Immersi in un oceano di bugie, propagandate ormai dalla quasi totalità di una rete di comunicatori del tutto sinergica con i poteri costituiti, se non a essi economicamente integrata, manteniamo quel tanto di sensibilità verso valori innati come la solidarietà, la compassione, l’aspirazione alla giustizia, per la decostruzione dei quali occorrono campagne particolarmente virulente e totalizzanti. E’ il caso del ciclo di guerre continue e globali che, iniziato sul morire del secolo dei grandi sconvolgimenti per l’emancipazione degli oppressi e alienati e contro forme di dittature particolarmente efferate, puntano al rovesciamento di quei processi e al ristabilimento, con lo strumento dello sterminio armato e dell’annichilimento repressivo, di forme non dissimili, nella sostanza, di dominio e di sfruttamento dell’uomo sull’uomo.

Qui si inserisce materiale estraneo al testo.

#[cfg(feature = "device-audio")]
#[async_trait]
impl PlaybackBackend for DeviceBackend {
    async fn initialize(&self) -> AudioResult<AudioStreamer> {
        let device_name = self.device_name.clone();
        let speaker = run_blocking(move || {
            crate::core::audio::SpeakerOutput::open(device_name.as_deref(), PLAYBACK_SAMPLE_RATE)
        })
        .await?;
        let streamer = speaker.streamer().clone();
        *self.speaker.lock() = Some(speaker);
        Ok(streamer)
    }

    fn name(&self) -> &'static str {
        "device"
    }
}

// =============================================================================
// Session
// =============================================================================

/// Session tuning.
#[derive(Debug, Clone)]
pub struct SessionOptions {
    /// Text turn sent once per session, after the first `setupcomplete`
    pub greeting: Option<String>,
    pub greeting_delay: Duration,
    /// Initial playback gain in [0, 1]
    pub playback_volume: f32,
}

impl Default for SessionOptions {
    fn default() -> Self {
        Self {
            greeting: None,
            greeting_delay: GREETING_DELAY,
            playback_volume: 1.0,
        }
    }
}

/// Observable session state.
#[derive(Debug, Clone, Default, PartialEq)]
pub struct SessionStatus {
    pub connected: bool,
    pub muted: bool,
    /// Model audio is arriving for the current turn
    pub speaking: bool,
    pub input_level: f32,
    pub output_level: f32,
    /// Latest text part received from the model
    pub last_message: Option<String>,
}

struct Playback {
    backend: Arc<dyn PlaybackBackend>,
    volume: f32,
    /// Serializes initialization
    init: tokio::sync::Mutex<()>,
    streamer: Mutex<Option<AudioStreamer>>,
    status: Arc<Mutex<SessionStatus>>,
}

impl Playback {
    fn current(&self) -> Option<AudioStreamer> {
        self.streamer.lock().clone()
    }

    /// Create playback once. Failures are logged; text still works without it.
    async fn ensure(&self) -> Option<AudioStreamer> {
        let _init = self.init.lock().await;
        if let Some(streamer) = self.current() {
            return Some(streamer);
        }

        let streamer = match self.backend.initialize().await {
            Ok(streamer) => streamer,
            Err(e) => {
                warn!(backend = self.backend.name(), error = %e, "Failed to initialize playback");
                return None;
            }
        };

        streamer.set_volume(self.volume);
        streamer.on_complete(|| debug!("Audio playback completed"));

        if let Some(mut levels) = attach_meter_or_warn(&streamer)
            && let Ok(handle) = Handle::try_current()
        {
            let status = self.status.clone();
            handle.spawn(async move {
                while let Some(level) = levels.recv().await {
                    status.lock().output_level = level;
                }
            });
        }

        info!(backend = self.backend.name(), "Playback initialized");
        *self.streamer.lock() = Some(streamer.clone());
        Some(streamer)
    }
}

/// One voice conversation: live client + microphone + speaker.
pub struct VoiceSession {
    client: LiveClient,
    recorder: Arc<AudioRecorder>,
    playback: Arc<Playback>,
    status: Arc<Mutex<SessionStatus>>,
    config: Mutex<LiveConfig>,
    _subscriptions: Vec<Subscription>,
}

Ancora una volta la truffa si avvale di minacce inventate, o autoprodotte, come il terrorismo, le armi di distruzioni di massa, i genocidi, e della correlata necessità di reagirvi nel nome della democrazia e dei diritti umani.

Protagonista di questo imbroglio planetario il conclamato progetto statunitense, esplicitato in vari documenti ufficiali da una elite economico-politico- militare dotata di un cinismo forse senza pari nella storia umana, di imporre il proprio dominio sull’universo mondo, vuoi attraverso la guerra guerreggiata, vuoi attraverso la guerra economica perpetrata con la collaborazione decisiva di organismi apparentemente sopranazionali quali l’ONU, il Fondo Monetario Internazionale, la Banca Mondiale, la Nato ed i suoi affini in continenti come l’America Latina e l’Asia. Progetto al quale partecipano, per quote di maggiore o minore minoranza, Stati del tutto complici come il Regno Unito, l’Australia, Israele e, in forma a volte sommessamente competitiva, Stati europei dalle rinnovate ambizioni colonialiste all’esterno e autoritarie all’interno. Si veda, dopo le divergenze sulla guerra all’Iraq, la sincronia con gli Stati Uniti di Germania e Francia in operazioni di intervento colonialista come nel Sudan (la grande bugia del genocidio in Darfur), Haiti (la presunta “dittatura” di Aristide), o Siria (dove si sono montati in funzione di destabilizzazione antisiriana e antilibanese, con le solite mani, l’assassinio del premier Rafiq Hariri e la successiva ennesima “rivoluzione colorata” fomentata e foraggiata dall’articolazione Cia National Endowment for Democracy). Più scoperta, tanto da risultare una preziosa cartina di tornasole, anche perché contrastata da una insolitamente efficace controinformazione, nonché da un terrorismo statunitense in questo caso ripetutamente smascherato e provato, l’operazione di questo segno da mezzo secolo diretta contro Cuba e che ora incomincia ad articolarsi contro i paesi latinoamericani di democrazia progressiva, antimperialista, se non rivoluzionaria, come il Venezuela di Hugo Chavez e la Bolivia di Evo Morales.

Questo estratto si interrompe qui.